Jetzt live: Bistum Osnabrück nimmt Stellung zu Missbrauchsstudie
Mehr als 400 Personen sind laut der Missbrauchsstudie im Bistum Osnabrück Opfer sexualisierter Gewalt geworden. Die Kirche steht in der Verantwortung - doch was hat sie bisher für die Betroffenen getan?
Insgesamt 122 Priester und Diakone konnten als Täter identifiziert werden. Diese Zahlen sind deutlich höher als bisher angenommen. Das geht aus dem Abschlussbericht der Missbrauchsstudie der Universität Osnabrück hervor, der am vergangenen Mittwoch veröffentlicht wurde. Der Zwischenbericht aus 2022 hatte zunächst 68 Betroffene genannt. Genau eine Woche lässt sich das Bistum Zeit, um auf die Veröffentlichung des Abschlussberichts zu reagieren. Heute will das Bistum in einer Pressekonferenz im Dom offiziell Stellung nehmen. Der seit Kurzem amtierende Bischof Dominicus Meier sei "kurzfristig erkrankt" und werde deshalb von Generalvikar Ulrich Beckwermert vertreten, teilte das Bistum gestern mit. Dominicus Meier war noch nicht im Amt, als die Missbrauchsvorwürfe publik wurden. Er ist erst seit September dieses Jahres Osnabrücker Bischof und damit der Nachfolger von Franz-Josef Bode, der ein halbes Jahr nach Veröffentlichung des Zwischenberichts im März 2023 nach 28 Jahren als Bischof zurückgetreten war. Die Pressekonferenz können Sie jetzt an dieser Stelle im Live-Stream verfolgen.
Kirche soll Betroffene besser entschädigen
Das Forscherteam der Universität Osnabrück geht in dem Abschlussbericht intensiv auf die Rolle des Bistums ein - und wie dieses mit den Missbrauchsvorwürfen umgegangen ist.
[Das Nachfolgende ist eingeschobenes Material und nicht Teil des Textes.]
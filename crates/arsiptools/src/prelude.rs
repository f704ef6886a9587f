pub use crate::error::Error;

pub use anstream::eprintln;
pub use anstream::println;
pub use color_eyre::eyre::{eyre, Context, OptionExt, Result};
pub use std::format as f;

pub fn new_table() -> prettytable::Table {
    let mut table = prettytable::Table::new();

    let format = prettytable::format::FormatBuilder::new()
        .padding(1, 1)
        .build();

    table.set_format(format);

    table
}

/// Print the end-of-run outcome counts the way every batch command does.
pub fn print_summary(successes: usize, failures: usize, incompletes: usize) {
    let mut table = new_table();
    table.add_row(prettytable::row!["Successes", successes]);
    table.add_row(prettytable::row!["Failures", failures]);
    if incompletes > 0 {
        table.add_row(prettytable::row!["Incomplete", incompletes]);
    }
    table.printstd();
}
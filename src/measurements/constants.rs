// SPDX-License-Identifier: Apache-2.0
// Copyright 2026 the survnet-core contributors
//
// Licensed under the Apache License, Version 2.0 (the "License");
// you may not use this file except in compliance with the License.
// You may obtain a copy of the License at
//
//     http://www.apache.org/licenses/LICENSE-2.0
//
// Unless required by applicable law or agreed to in writing, software
// distributed under the License is distributed on an "AS IS" BASIS,
// WITHOUT WARRANTIES OR CONDITIONS OF ANY KIND, either express or implied.
// See the License for the specific language governing permissions and
// limitations under the License.

/// Feet per meter, as used by the reference cave-surveying calculators.
///
/// Kept at this precision (rather than the geodetic `1/0.3048`) because the
/// shot-to-delta kernel's rotation-invariance tests are sensitive to it.
pub const FEET_IN_METER: f64 = 3.280839895;

pub const INCHES_IN_FOOT: f64 = 12.0;

pub const GRADS_IN_DEGREE_DIVISOR: f64 = 400.0 / 360.0;

pub const DEGREES_IN_CIRCLE: f64 = 360.0;
// SPDX-License-Identifier: Apache-2.0
// Copyright 2026 the survnet-core contributors
//
// Licensed under the Apache License, Version 2.0 (the "License");
// you may not use this file except in compliance with the License.
// You may obtain a copy of the License at
//
//     http://www.apache.org/licenses/LICENSE-2.0
//
// Unless required by applicable law or agreed to in writing, software
// distributed under the License is distributed on an "AS IS" BASIS,
// WITHOUT WARRANTIES OR CONDITIONS OF ANY KIND, either express or implied.
// See the License for the specific language governing permissions and
// limitations under the License.

use std::ops::{Add, Neg, Sub};

#[cfg(feature = "serde")]
use serde::{Deserialize, Serialize};

use super::{constants, Measurement, PhysicalQuantity, UnitOfMeasure};

/// Length unit with feet as the core's canonical (SI-role) unit.
///
/// Feet, not meters, is the SI role here because `spec.md` §3 fixes feet as
/// `Vector3D`'s canonical internal unit; every shot length, LRUD reading and
/// graph distance in the core is carried in feet once past the parser.
#[derive(Copy, Clone, Eq, PartialEq, Hash, Debug)]
#[cfg_attr(feature = "serde", derive(Serialize, Deserialize))]
pub enum LengthUnit {
    Feet,
    Meters,
    /// Feet-and-inches encoded as a single decimal-feet value once parsed;
    /// kept as a distinct unit tag only so the parser can record where a
    /// shot's length came from.
    FeetInches,
}

impl UnitOfMeasure<f64> for LengthUnit {
    fn quantity() -> PhysicalQuantity {
        PhysicalQuantity::Length
    }

    fn si() -> Self {
        Self::Feet
    }

    fn to_si(&self, value: &f64) -> f64 {
        match self {
            Self::Feet | Self::FeetInches => *value,
            Self::Meters => value * constants::FEET_IN_METER,
        }
    }

    fn from_si(value: f64, to: &Self) -> f64 {
        match to {
            Self::Feet | Self::FeetInches => value,
            Self::Meters => value / constants::FEET_IN_METER,
        }
    }
}

/// A length, canonically stored in feet.
pub type Length = Measurement<f64, LengthUnit>;

impl Length {
    pub fn ft(value: f64) -> Self {
        Self {
            value,
            unit: LengthUnit::Feet,
        }
    }

    pub fn m(value: f64) -> Self {
        Self {
            value,
            unit: LengthUnit::Meters,
        }
    }

    pub fn zero() -> Self {
        Self::ft(0.0)
    }
}

impl Add for Length {
    type Output = Length;

    fn add(self, rhs: Length) -> Length {
        Length::ft(self.to_si() + rhs.to_si())
    }
}

impl Sub for Length {
    type Output = Length;

    fn sub(self, rhs: Length) -> Length {
        Length::ft(self.to_si() - rhs.to_si())
    }
}

impl Neg for Length {
    type Output = Length;

    fn neg(self) -> Length {
        Length::ft(-self.to_si())
    }
}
Es gehe um Aufarbeitung und Entschädigung. In dem Kontext seien vor allem die Muster wichtig, nach denen sich die Übergriffe kategorisieren lassen. So wurden sexuelle Übergriffe zum Beispiel als fehlgeleitete Fürsorge, als sexuelle Aufklärung durch Kleriker oder Liebesbeziehungen dargestellt. Die Kleriker konnten sich laut Studie dadurch entlasten oder als Kirchenverantwortliche das eigene Schweigen rechtfertigen.
Anerkennung der Taten lange versäumt
Für die Missbrauchsopfer sei aber gerade die Anerkennung wichtig, denn das habe ihnen zu lange gefehlt, so die Autoren der Studie. "Das, was in den Archiven und in den Akten steht, ist immer nur die Sichtweise der Institution. Viele Betroffene haben das, was damals geschehen ist, jahrelang mit sich herumgetragen, ohne darüber sprechen zu können", sagte Karl Haucke, Betroffener sexualisierter Gewalt, bei der Veröffentlichung des Berichts.
Es geht auch um die Amtszeit des zurückgetretenen Bischofs Bode
Der festgestellte Umgang mit Missbrauchsvorwürfen habe sich bis in die 2000er Jahre und damit bis in die Amtszeit von Bischof Franz-Josef Bode fortgesetzt. Nach Einschätzung der Forschenden sei das Bistum auch in dieser Zeit seiner Verantwortung gegenüber den Betroffenen nicht gerecht geworden und habe weitere Taten nicht verhindert. Vor allem, weil mutmaßliche Täter auch unter Bischof Bode ihr Amt behalten durften.
Bischof Meier kündigt Aufarbeitung an
Ein kurzes Statement gab es von Bischof Meier zur Missbrauchsstudie bereits am vergangenen Mittwoch: Er fühle sich beschämt, sehe jedoch den Aufruf nach Aufarbeitung als Auftrag für seine Arbeit als Bischof. Meier wolle "Schutzprozesse gegen sexualisierte Gewalt gemeinsam (...) weiter stärken". Wie genau das aussehen soll, dass werde heute thematisiert.
Telefon-Hotline des Bistums für Betroffene
Betroffene können per Telefon mit einem Seelsorger sprechen. Das Bistum hat eine Telefon-Hotline zu dem Abschlussbericht unter der Telefonnummer (0541) 31 87 95 eingerichtet. Ziel sei es damit, Menschen eine Gesprächsmöglichkeit zu bieten, hieß es. Die Hotline ist am Mittwoch von 11 bis 19 Uhr und am Donnerstag von 9 bis 19 Uhr erreichbar.